Mechanochemically assisted synthesis and visible light photocatalytic properties of lanthanum nickel oxide nanoparticles

Abstract

Perovskite-type lanthanum nickel oxide (lanthanum nickelate, LaNiO3) nanoparticles with high photocatalytic activity were synthesized via a mechanochemical route. A high-energy planetary ball mill was employed for mechanochemical preparation of an activated precursor of LaNiO3 via a solid-state reaction of LaCl3, NiCl2, and NaOH. The mechanochemical treatment was performed for 1h at a revolution speed of the milling pot of 600rpm. In comparison to an un-milled precursor, a simple mixture of La(OH)3, Ni(OH)2, and NaCl, the activated precursor demonstrated that the mechanochemical treatment contributes to the formation of LaNiO3 at low temperatures.

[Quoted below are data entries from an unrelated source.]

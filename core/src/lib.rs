//! # GGWP Core
//!
//! Core traits and types for the GG Well Played booking architecture.
//!
//! This crate provides the fundamental abstractions for building the
//! event-driven booking core using the Reducer pattern:
//!
//! - **State**: Domain state for a feature
//! - **Action**: All possible inputs to a reducer (user input, internal
//!   feedback from scheduled effects)
//! - **Reducer**: Pure function `(State, Action, Environment) → (State, Effects)`
//! - **Effect**: Side effect descriptions (not execution)
//! - **Environment**: Injected dependencies via traits
//!
//! ## Architecture Principles
//!
//! - Functional Core, Imperative Shell
//! - Unidirectional Data Flow
//! - Explicit Effects (no hidden I/O)
//! - Dependency Injection via Environment
//!
//! ## Example
//!
//! ```ignore
//! use ggwp_core::{effect::Effect, reducer::Reducer, SmallVec, smallvec};
//!
//! impl Reducer for BookingReducer {
//!     type State = BookingState;
//!     type Action = BookingAction;
//!     type Environment = BookingEnvironment;
//!
//!     fn reduce(
//!         &self,
//!         state: &mut BookingState,
//!         action: BookingAction,
//!         env: &BookingEnvironment,
//!     ) -> SmallVec<[Effect<BookingAction>; 4]> {
//!         // Business logic goes here
//!         smallvec![Effect::None]
//!     }
//! }
//! ```

// Re-export commonly used types
pub use chrono::{DateTime, Utc};
pub use smallvec::{SmallVec, smallvec};

pub mod signal_bus;

pub use signal_bus::{SignalBus, SubscriberId};

/// Reducer module - The core trait for business logic
///
/// Reducers are pure functions: `(State, Action, Environment) → (State, Effects)`.
/// They contain all business logic and are deterministic and testable.
pub mod reducer {
    use super::SmallVec;
    use super::effect::Effect;

    /// The Reducer trait - core abstraction for business logic
    ///
    /// # Type Parameters
    ///
    /// - `State`: The domain state this reducer operates on
    /// - `Action`: The action type this reducer processes
    /// - `Environment`: The injected dependencies this reducer needs
    pub trait Reducer {
        /// The state type this reducer operates on
        type State;

        /// The action type this reducer processes
        type Action;

        /// The environment type with injected dependencies
        type Environment;

        /// Reduce an action into state changes and effects
        ///
        /// This is a pure function that:
        /// 1. Validates the action
        /// 2. Updates state in place
        /// 3. Returns effect descriptions to be executed
        ///
        /// # Arguments
        ///
        /// - `state`: Mutable reference to current state
        /// - `action`: The action to process
        /// - `env`: Reference to injected dependencies
        ///
        /// # Returns
        ///
        /// A vector of effects to be executed by the runtime
        fn reduce(
            &self,
            state: &mut Self::State,
            action: Self::Action,
            env: &Self::Environment,
        ) -> SmallVec<[Effect<Self::Action>; 4]>;
    }
}

/// Effect module - Side effect descriptions
///
/// Effects describe side effects to be performed by the runtime.
/// They are values (not execution) and are composable and cancellable.
pub mod effect {
    use std::future::Future;
    use std::pin::Pin;
    use std::time::Duration;

    /// Effect type - describes a side effect to be executed
    ///
    /// Effects are NOT executed immediately. They are descriptions of what
    /// should happen, returned from reducers and executed by the Store runtime.
    ///
    /// # Type Parameters
    ///
    /// - `Action`: The action type that effects can produce (feedback loop)
    pub enum Effect<Action> {
        /// No-op effect
        None,

        /// Delayed action (for staged transitions, timeouts)
        ///
        /// The runtime schedules the action on a task; pending delays are
        /// cancelled by store shutdown so no state mutates after teardown.
        Delay {
            /// How long to wait
            duration: Duration,
            /// Action to dispatch after the delay
            action: Box<Action>,
        },

        /// Arbitrary async computation
        ///
        /// Returns `Option<Action>` - if `Some`, the action is fed back into
        /// the reducer.
        Future(Pin<Box<dyn Future<Output = Option<Action>> + Send>>),
    }

    // Manual Debug implementation since Future doesn't implement Debug
    impl<Action> std::fmt::Debug for Effect<Action>
    where
        Action: std::fmt::Debug,
    {
        fn fmt(&self, f: &mut std::fmt::Formatter<'_>) -> std::fmt::Result {
            match self {
                Effect::None => write!(f, "Effect::None"),
                Effect::Delay { duration, action } => f
                    .debug_struct("Effect::Delay")
                    .field("duration", duration)
                    .field("action", action)
                    .finish(),
                Effect::Future(_) => write!(f, "Effect::Future(<future>)"),
            }
        }
    }

    impl<Action> Effect<Action> {
        /// Shorthand for a delayed action
        #[must_use]
        pub fn delay(duration: Duration, action: Action) -> Effect<Action> {
            Effect::Delay {
                duration,
                action: Box::new(action),
            }
        }
    }
}

/// Environment module - Dependency injection traits
///
/// All external dependencies are abstracted behind traits and injected
/// via the Environment parameter.
pub mod environment {
    use chrono::{DateTime, Utc};

    /// Clock trait - abstracts time operations for testability
    ///
    /// # Examples
    ///
    /// ```
    /// use ggwp_core::environment::{Clock, SystemClock};
    ///
    /// let clock = SystemClock;
    /// let now = clock.now();
    /// ```
    pub trait Clock: Send + Sync {
        /// Get the current time
        fn now(&self) -> DateTime<Utc>;
    }

    /// Production clock backed by the system time
    #[derive(Debug, Clone, Copy, Default)]
    pub struct SystemClock;

    impl Clock for SystemClock {
        fn now(&self) -> DateTime<Utc> {
            Utc::now()
        }
    }
}

#[cfg(test)]
mod tests {
    use super::effect::Effect;
    use std::time::Duration;

    #[test]
    fn effect_debug_formats() {
        let none: Effect<u8> = Effect::None;
        assert_eq!(format!("{none:?}"), "Effect::None");

        let delay = Effect::delay(Duration::from_millis(5), 7_u8);
        assert!(format!("{delay:?}").contains("Effect::Delay"));

        let fut: Effect<u8> = Effect::Future(Box::pin(async { Option::None }));
        assert_eq!(format!("{fut:?}"), "Effect::Future(<future>)");
    }
}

This effect, in turn, leads to reduction of the optical band gap, i.e., enhancement of the visible light photocatalytic activity. Standard characterization techniques confirmed that crystalline round LaNiO3 nanoparticles with a median diameter of 46nm, a surface area of 23m2/g, and an optical band gap of 1.09eV were obtained after calcination of the mechanochemically treated precursor at 873K for 1h. The visible-light-driven photocatalytic activity was evaluated based on the photodegradation of methyl orange in an aqueous solution. The LaNiO3 catalyst nanoparticles efficiently decomposed methyl orange under visible light irradiation; more than 99% of methyl orange was removed from the solution in 2h, indicating that the LaNiO3 nanoparticles possess good photocatalytic properties.